» **Extracted records**
use std::fmt;

use chrono::{Days, NaiveDate};
use derive_more::Deref;
use serde::{Deserialize, Serialize};
use utoipa::ToSchema;

/// Wrapper around a `ClickHouse` `Date` value (days since 1970-01-01).
#[derive(
    Clone,
    Copy,
    Debug,
    PartialEq,
    Eq,
    PartialOrd,
    Ord,
    Hash,
    Serialize,
    Deserialize,
    Default,
    Deref,
    ToSchema,
)]
#[schema(
    value_type = String,
    format = Date,
    description = "Calendar date as YYYY-MM-DD",
    example = "2024-03-15"
)]
pub struct ApproachDate(pub u16);

impl ApproachDate {
    const EPOCH: NaiveDate = match NaiveDate::from_ymd_opt(1970, 1, 1) {
        Some(date) => date,
        None => panic!("invalid epoch"),
    };

    /// Convert to a calendar date.
    pub fn to_naive_date(self) -> NaiveDate {
        Self::EPOCH + Days::new(u64::from(self.0))
    }

    /// Build from a calendar date, returning `None` outside the `Date` range
    /// (1970-01-01 through 2149-06-06).
    pub fn from_naive_date(date: NaiveDate) -> Option<Self> {
        let days = date.signed_duration_since(Self::EPOCH).num_days();
        u16::try_from(days).ok().map(Self)
    }
}

impl From<u16> for ApproachDate {
    fn from(value: u16) -> Self {
        Self(value)
    }
}

impl From<ApproachDate> for NaiveDate {
    fn from(value: ApproachDate) -> Self {
        value.to_naive_date()
    }
}

impl fmt::Display for ApproachDate {
    fn fmt(&self, f: &mut fmt::Formatter<'_>) -> fmt::Result {
        write!(f, "{}", self.to_naive_date().format("%Y-%m-%d"))
    }
}

#[cfg(test)]
mod tests {
    use super::*;

    #[test]
    fn epoch_is_day_zero() {
        assert_eq!(ApproachDate(0).to_naive_date(), NaiveDate::from_ymd_opt(1970, 1, 1).unwrap());
    }

    #[test]
    fn converts_both_ways() {
        let date = NaiveDate::from_ymd_opt(2024, 3, 15).unwrap();
        let wire = ApproachDate::from_naive_date(date).unwrap();
        assert_eq!(wire.0, 19797);
        assert_eq!(wire.to_naive_date(), date);
        assert_eq!(wire.to_string(), "2024-03-15");
    }

    #[test]
    fn rejects_dates_before_epoch() {
        let date = NaiveDate::from_ymd_opt(1969, 12, 31).unwrap();
        assert_eq!(ApproachDate::from_naive_date(date), None);
    }
}
//! API route definitions

pub mod approaches;
pub mod catalogue;

use crate::{ApiDoc, state::ApiState};
use axum::{Router, routing::get};
use utoipa::OpenApi;
use utoipa_swagger_ui::SwaggerUi;

use approaches::*;
use catalogue::*;

/// Build the router with all API endpoints.
pub fn router(state: ApiState) -> Router {
    let api_routes = Router::new()
        .route("/queries", get(list_queries))
        .route("/queries/:id", get(run_query))
        .route("/approaches", get(approaches));

    Router::new()
        .merge(SwaggerUi::new("/swagger-ui").url("/api-doc/openapi.json", ApiDoc::openapi()))
        .merge(api_routes)
        .with_state(state)
}
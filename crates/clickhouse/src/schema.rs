//! Expected schema of the NEO tables

/// Table schema definition
#[derive(Debug)]
pub struct TableSchema {
    /// Table name
    pub name: &'static str,
    /// Column names and `ClickHouse` types
    pub columns: &'static [(&'static str, &'static str)],
    /// Columns created with the table but read by no statement
    pub optional: &'static [&'static str],
    /// Sorting key
    pub order_by: &'static str,
}

impl TableSchema {
    /// `CREATE TABLE` statement for this table in the given database.
    pub fn create_statement(&self, db: &str) -> String {
        let columns = self
            .columns
            .iter()
            .map(|(name, ty)| format!("{name} {ty}"))
            .collect::<Vec<_>>()
            .join(", ");
        format!(
            "CREATE TABLE IF NOT EXISTS {db}.{} ({columns}) ENGINE = MergeTree() ORDER BY ({})",
            self.name, self.order_by
        )
    }

    /// Columns the catalogue and filter statements read.
    pub fn required_columns(&self) -> impl Iterator<Item = &'static str> + '_ {
        self.columns.iter().map(|(name, _)| *name).filter(|name| !self.optional.contains(name))
    }
}

/// Schema definitions for tables
pub const TABLE_SCHEMAS: &[TableSchema] = &[
    TableSchema {
        name: "asteroids",
        columns: &[
            ("id", "UInt64"),
            ("name", "String"),
            ("estimated_diameter_min_km", "Float64"),
            ("estimated_diameter_max_km", "Float64"),
            ("absolute_magnitude_h", "Float64"),
            ("is_potentially_hazardous_asteroid", "Bool"),
        ],
        optional: &["estimated_diameter_min_km"],
        order_by: "id",
    },
    TableSchema {
        name: "close_approach",
        columns: &[
            ("neo_reference_id", "UInt64"),
            ("close_approach_date", "Date"),
            ("relative_velocity_kmph", "Float64"),
            ("miss_distance_lunar", "Float64"),
            ("astronomical", "Float64"),
        ],
        optional: &[],
        order_by: "neo_reference_id, close_approach_date",
    },
];

#[cfg(test)]
mod tests {
    use super::*;

    #[test]
    fn every_table_has_a_schema() {
        let names: Vec<_> = TABLE_SCHEMAS.iter().map(|s| s.name).collect();
        assert_eq!(names, ["asteroids", "close_approach"]);
    }

    #[test]
    fn optional_columns_are_created_but_not_required() {
        let asteroids = &TABLE_SCHEMAS[0];
        assert!(asteroids.create_statement("neo").contains("estimated_diameter_min_km Float64"));
        let required: Vec<_> = asteroids.required_columns().collect();
        assert_eq!(
            required,
            [
                "id",
                "name",
                "estimated_diameter_max_km",
                "absolute_magnitude_h",
                "is_potentially_hazardous_asteroid"
            ]
        );
    }

    #[test]
    fn create_statement_lists_columns() {
        let sql = TABLE_SCHEMAS[1].create_statement("neo");
        assert_eq!(
            sql,
            "CREATE TABLE IF NOT EXISTS neo.close_approach (neo_reference_id UInt64, \
             close_approach_date Date, relative_velocity_kmph Float64, \
             miss_distance_lunar Float64, astronomical Float64) ENGINE = MergeTree() \
             ORDER BY (neo_reference_id, close_approach_date)"
        );
    }
}
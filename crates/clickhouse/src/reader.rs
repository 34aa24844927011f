//! `ClickHouse` reader for the dashboard surfaces
//! Handles read-only catalogue and filter queries

use clickhouse::{Client, Row, query::Query, sql::Identifier};
use derive_more::Debug;
use eyre::{Context, Result};
use serde::Deserialize;
use std::time::Instant;
use tracing::{debug, error, info};
use url::Url;

use crate::{
    catalogue::CatalogueQuery,
    filter::ApproachFilter,
    models::{
        ApproachCountRow, AuDistanceRow, AvgVelocityRow, DiameterRow, FilteredApproachRow,
        HazardCountRow, LunarDistanceRow, MagnitudeRow, MaxVelocityRow, MonthlyApproachRow,
        VelocityRow,
    },
    schema::TABLE_SCHEMAS,
    table::{Table, TableRow},
};

const SCHEMA_SQL: &str = "SELECT table, name FROM system.columns WHERE database = ?";

#[derive(Row, Deserialize)]
struct Ping {
    ok: u8,
}

#[derive(Row, Deserialize)]
struct ColumnRow {
    table: String,
    name: String,
}

/// `ClickHouse` reader client (read-only operations)
#[derive(Clone, Debug)]
pub struct ClickhouseReader {
    /// Base client
    #[debug(skip)]
    base: Client,
    /// Database name
    db_name: String,
}

impl ClickhouseReader {
    /// Create a new `ClickHouse` reader client
    pub fn new(url: Url, db_name: String, username: String, password: String) -> Result<Self> {
        let client = Client::default().with_url(url).with_user(username).with_password(password);

        Ok(Self { base: client, db_name })
    }

    /// Database holding the NEO tables
    pub fn db_name(&self) -> &str {
        &self.db_name
    }

    /// Start a query whose first `tables` placeholders are database identifiers.
    fn table_query(&self, sql: &str, tables: usize) -> Query {
        (0..tables).fold(self.base.query(sql), |query, _| query.bind(Identifier(&self.db_name)))
    }

    async fn execute<R>(&self, sql: &str, query: Query) -> Result<Vec<R>>
    where
        R: Row + for<'b> Deserialize<'b>,
    {
        let start = Instant::now();

        let result = query.fetch_all::<R>().await;

        let duration_ms = start.elapsed().as_millis();
        match &result {
            Ok(rows) => {
                debug!(query = sql, duration_ms, rows = rows.len(), "ClickHouse query executed")
            }
            Err(e) => error!(query = sql, duration_ms, error = %e, "ClickHouse query failed"),
        }
        result.map_err(Into::into)
    }

    /// Check that the server answers queries
    pub async fn ping(&self) -> Result<()> {
        let sql = "SELECT toUInt8(1) AS ok";
        let rows = self
            .execute::<Ping>(sql, self.base.query(sql))
            .await
            .wrap_err("ClickHouse is not reachable")?;
        match rows.first() {
            Some(Ping { ok: 1 }) => Ok(()),
            _ => Err(eyre::eyre!("unexpected ping response from ClickHouse")),
        }
    }

    fn schema_query(&self) -> Query {
        self.base.query(SCHEMA_SQL).bind(self.db_name.as_str())
    }

    /// Return the `table.column` names expected by the queries but absent
    /// from the database
    pub async fn verify_schema(&self) -> Result<Vec<String>> {
        let rows = self
            .execute::<ColumnRow>(SCHEMA_SQL, self.schema_query())
            .await
            .context("fetching table columns failed")?;

        let missing: Vec<String> = TABLE_SCHEMAS
            .iter()
            .flat_map(|schema| schema.required_columns().map(move |column| (schema.name, column)))
            .filter(|(table, column)| !rows.iter().any(|r| r.table == *table && r.name == *column))
            .map(|(table, column)| format!("{table}.{column}"))
            .collect();

        if missing.is_empty() {
            info!(db = %self.db_name, "NEO schema verified");
        }
        Ok(missing)
    }

    fn catalogue_query(&self, query: CatalogueQuery) -> Query {
        self.table_query(query.sql(), query.placeholder_count())
    }

    async fn catalogue_table<R>(&self, query: CatalogueQuery) -> Result<Table>
    where
        R: Row + TableRow + for<'b> Deserialize<'b>,
    {
        let rows = self
            .execute::<R>(query.sql(), self.catalogue_query(query))
            .await
            .wrap_err_with(|| format!("running catalogue query {} failed", query.id()))?;
        Ok(Table::from_rows(&rows))
    }

    /// Run one catalogue entry and return its result set
    pub async fn run_catalogue_query(&self, query: CatalogueQuery) -> Result<Table> {
        use CatalogueQuery::*;

        match query {
            ApproachCount | FrequentHazardous => {
                self.catalogue_table::<ApproachCountRow>(query).await
            }
            AverageVelocity => self.catalogue_table::<AvgVelocityRow>(query).await,
            TopFastest => self.catalogue_table::<MaxVelocityRow>(query).await,
            BusiestMonth | MonthlyApproaches => {
                self.catalogue_table::<MonthlyApproachRow>(query).await
            }
            FastestApproach | HighVelocity => self.catalogue_table::<VelocityRow>(query).await,
            LargestDiameter => self.catalogue_table::<DiameterRow>(query).await,
            ApproachTrend | ClosestApproaches | WithinLunarDistance => {
                self.catalogue_table::<LunarDistanceRow>(query).await
            }
            BrightestAsteroid => self.catalogue_table::<MagnitudeRow>(query).await,
            HazardBreakdown => self.catalogue_table::<HazardCountRow>(query).await,
            WithinAu => self.catalogue_table::<AuDistanceRow>(query).await,
        }
    }

    /// Bind the filter values in placeholder order.
    fn filter_query(&self, sql: &str, filter: &ApproachFilter) -> Query {
        let mut query = self
            .table_query(sql, 2)
            .bind(filter.start_date.format("%Y-%m-%d").to_string())
            .bind(filter.end_date.format("%Y-%m-%d").to_string());
        for (_, range) in filter.ranges() {
            query = query.bind(range.min).bind(range.max);
        }
        if let Some(flag) = filter.hazardous.flag() {
            query = query.bind(u8::from(flag));
        }
        query
    }

    /// Get close approaches matching the filter, joined with their asteroid.
    ///
    /// All bounds are inclusive. Every value is bound as a query argument.
    pub async fn get_filtered_approaches(
        &self,
        filter: &ApproachFilter,
    ) -> Result<Vec<FilteredApproachRow>> {
        filter.validate()?;

        let sql = filter.sql();
        self.execute::<FilteredApproachRow>(&sql, self.filter_query(&sql, filter))
            .await
            .context("fetching filtered approaches failed")
    }

    /// Filtered approaches as a table
    pub async fn get_filtered_table(&self, filter: &ApproachFilter) -> Result<Table> {
        let rows = self.get_filtered_approaches(filter).await?;
        Ok(Table::from_rows(&rows))
    }
}
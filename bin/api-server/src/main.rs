//! API server binary

use std::net::SocketAddr;

use clap::Parser;
use clickhouse::ClickhouseReader;
use config::Opts;
use dotenvy::dotenv;
use tracing::{info, warn};
use tracing_subscriber::filter::EnvFilter;

#[tokio::main]
async fn main() -> eyre::Result<()> {
    if let Ok(custom_env_file) = std::env::var("ENV_FILE") {
        dotenvy::from_filename(custom_env_file)?;
    } else {
        dotenv().ok();
    }
    let opts = Opts::parse();

    tracing_subscriber::fmt()
        .with_env_filter(
            EnvFilter::try_from_default_env().unwrap_or_else(|_| EnvFilter::new("info")),
        )
        .init();
    info!("🔭 Neoscope API starting...");

    let client = ClickhouseReader::new(
        opts.clickhouse.url,
        opts.clickhouse.db,
        opts.clickhouse.username,
        opts.clickhouse.password,
    )?;
    client.ping().await?;

    if opts.skip_schema_check {
        warn!("Skipping schema check");
    } else {
        let missing = client.verify_schema().await?;
        if !missing.is_empty() {
            eyre::bail!(
                "database `{}` is missing columns: {}",
                client.db_name(),
                missing.join(", ")
            );
        }
    }

    let addr: SocketAddr = format!("{}:{}", opts.api.host, opts.api.port).parse()?;
    server::run(addr, client, opts.api.allowed_origins).await
}
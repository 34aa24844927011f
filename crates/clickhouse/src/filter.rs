//! Interactive approach filter over the `asteroids` x `close_approach` join.

use std::{fmt, str::FromStr};

use chrono::{NaiveDate, Utc};
use serde::{Deserialize, Serialize};
use utoipa::ToSchema;

/// Statement executed by [`crate::ClickhouseReader::get_filtered_approaches`].
///
/// Placeholders, in order: database (twice), start date, end date, AU min/max,
/// LD min/max, velocity min/max, diameter min/max. [`HAZARD_PREDICATE`] is
/// appended, with one extra placeholder, when the hazard selector is not `All`.
pub const FILTER_SQL: &str = "SELECT a.name AS name, \
            c.close_approach_date AS close_approach_date, \
            c.astronomical AS astronomical, \
            c.miss_distance_lunar AS miss_distance_lunar, \
            c.relative_velocity_kmph AS relative_velocity_kmph, \
            a.estimated_diameter_max_km AS estimated_diameter_max_km, \
            a.is_potentially_hazardous_asteroid AS is_potentially_hazardous_asteroid \
     FROM ?.asteroids AS a \
     INNER JOIN ?.close_approach AS c ON a.id = c.neo_reference_id \
     WHERE c.close_approach_date BETWEEN toDate(?) AND toDate(?) \
       AND c.astronomical BETWEEN ? AND ? \
       AND c.miss_distance_lunar BETWEEN ? AND ? \
       AND c.relative_velocity_kmph BETWEEN ? AND ? \
       AND a.estimated_diameter_max_km BETWEEN ? AND ?";

/// Optional hazard predicate appended to [`FILTER_SQL`].
pub const HAZARD_PREDICATE: &str = " AND a.is_potentially_hazardous_asteroid = ?";

/// Ordering applied to every filter result.
pub const FILTER_ORDER: &str = " ORDER BY c.close_approach_date ASC, a.name ASC";

/// Date of the earliest approach offered by default.
pub const DEFAULT_START_DATE: NaiveDate = match NaiveDate::from_ymd_opt(2000, 1, 1) {
    Some(date) => date,
    None => panic!("invalid default start date"),
};

/// Inclusive numeric range.
#[derive(Copy, Clone, Debug, PartialEq, Serialize, Deserialize, ToSchema)]
pub struct Range {
    /// Lower bound (inclusive)
    pub min: f64,
    /// Upper bound (inclusive)
    pub max: f64,
}

impl Range {
    /// Create a new range.
    pub const fn new(min: f64, max: f64) -> Self {
        Self { min, max }
    }
}

/// Tri-state hazard selector.
#[derive(Copy, Clone, Debug, Default, PartialEq, Eq, Serialize, Deserialize, ToSchema)]
#[serde(rename_all = "lowercase")]
pub enum HazardFilter {
    /// Both hazardous and non-hazardous asteroids
    #[default]
    All,
    /// Only potentially hazardous asteroids
    Yes,
    /// Only asteroids not flagged as hazardous
    No,
}

impl HazardFilter {
    /// Flag value the hazard predicate must match, `None` for [`HazardFilter::All`].
    pub const fn flag(self) -> Option<bool> {
        match self {
            Self::All => None,
            Self::Yes => Some(true),
            Self::No => Some(false),
        }
    }
}

impl fmt::Display for HazardFilter {
    fn fmt(&self, f: &mut fmt::Formatter<'_>) -> fmt::Result {
        f.write_str(match self {
            Self::All => "all",
            Self::Yes => "yes",
            Self::No => "no",
        })
    }
}

impl FromStr for HazardFilter {
    type Err = FilterError;

    fn from_str(s: &str) -> Result<Self, Self::Err> {
        match s.trim().to_ascii_lowercase().as_str() {
            "all" | "any" => Ok(Self::All),
            "yes" | "true" => Ok(Self::Yes),
            "no" | "false" => Ok(Self::No),
            _ => Err(FilterError::InvalidHazard(s.to_owned())),
        }
    }
}

/// Reasons a filter is rejected before reaching the database.
#[derive(Debug, Clone, PartialEq, thiserror::Error)]
pub enum FilterError {
    /// Start date after end date
    #[error("start date {start} is after end date {end}")]
    InvertedDates {
        /// Requested start date
        start: NaiveDate,
        /// Requested end date
        end: NaiveDate,
    },
    /// Lower bound above upper bound
    #[error("{field}: minimum {min} is greater than maximum {max}")]
    InvertedRange {
        /// Name of the range
        field: &'static str,
        /// Lower bound
        min: f64,
        /// Upper bound
        max: f64,
    },
    /// Negative, NaN or infinite bound
    #[error("{field}: bounds must be finite and non-negative")]
    InvalidBound {
        /// Name of the range
        field: &'static str,
    },
    /// Unrecognised hazard selector
    #[error("hazard selector `{0}` must be one of all, yes, no")]
    InvalidHazard(String),
}

/// Range, date and hazard filter applied to close approaches.
#[derive(Copy, Clone, Debug, PartialEq, Serialize, Deserialize, ToSchema)]
pub struct ApproachFilter {
    /// First approach date (inclusive)
    pub start_date: NaiveDate,
    /// Last approach date (inclusive)
    pub end_date: NaiveDate,
    /// Miss distance in astronomical units
    pub astronomical: Range,
    /// Miss distance in lunar distances
    pub lunar: Range,
    /// Relative velocity in km/h
    pub velocity: Range,
    /// Maximum estimated diameter in km
    pub diameter: Range,
    /// Hazard selector
    pub hazardous: HazardFilter,
}

impl ApproachFilter {
    /// Default astronomical unit range.
    pub const DEFAULT_ASTRONOMICAL: Range = Range::new(0.0, 1.0);
    /// Default lunar distance range.
    pub const DEFAULT_LUNAR: Range = Range::new(0.0, 10.0);
    /// Default velocity range in km/h.
    pub const DEFAULT_VELOCITY: Range = Range::new(0.0, 100_000.0);
    /// Default diameter range in km.
    pub const DEFAULT_DIAMETER: Range = Range::new(0.0, 50.0);

    /// Check dates and ranges for consistency.
    pub fn validate(&self) -> Result<(), FilterError> {
        if self.start_date > self.end_date {
            return Err(FilterError::InvertedDates { start: self.start_date, end: self.end_date });
        }
        for (field, range) in self.ranges() {
            if !range.min.is_finite() || !range.max.is_finite() || range.min < 0.0 {
                return Err(FilterError::InvalidBound { field });
            }
            if range.min > range.max {
                return Err(FilterError::InvertedRange { field, min: range.min, max: range.max });
            }
        }
        Ok(())
    }

    /// Named ranges in binding order.
    pub const fn ranges(&self) -> [(&'static str, Range); 4] {
        [
            ("astronomical", self.astronomical),
            ("lunar", self.lunar),
            ("velocity", self.velocity),
            ("diameter", self.diameter),
        ]
    }

    /// Full statement for this filter, with placeholders.
    pub fn sql(&self) -> String {
        let mut sql = String::from(FILTER_SQL);
        if self.hazardous.flag().is_some() {
            sql.push_str(HAZARD_PREDICATE);
        }
        sql.push_str(FILTER_ORDER);
        sql
    }
}

impl Default for ApproachFilter {
    fn default() -> Self {
        Self {
            start_date: DEFAULT_START_DATE,
            end_date: Utc::now().date_naive(),
            astronomical: Self::DEFAULT_ASTRONOMICAL,
            lunar: Self::DEFAULT_LUNAR,
            velocity: Self::DEFAULT_VELOCITY,
            diameter: Self::DEFAULT_DIAMETER,
            hazardous: HazardFilter::All,
        }
    }
}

» **Aim of the task**
List each line of the entries that holds the string "static".

» **Output of the exercise**
    pub name: &'static str,
    pub columns: &'static [(&'static str, &'static str)],
    pub optional: &'static [&'static str],
    pub order_by: &'static str,
    pub fn required_columns(&self) -> impl Iterator<Item = &'static str> + '_ {
        field: &'static str,
        field: &'static str,
    pub const fn ranges(&self) -> [(&'static str, Range); 4] {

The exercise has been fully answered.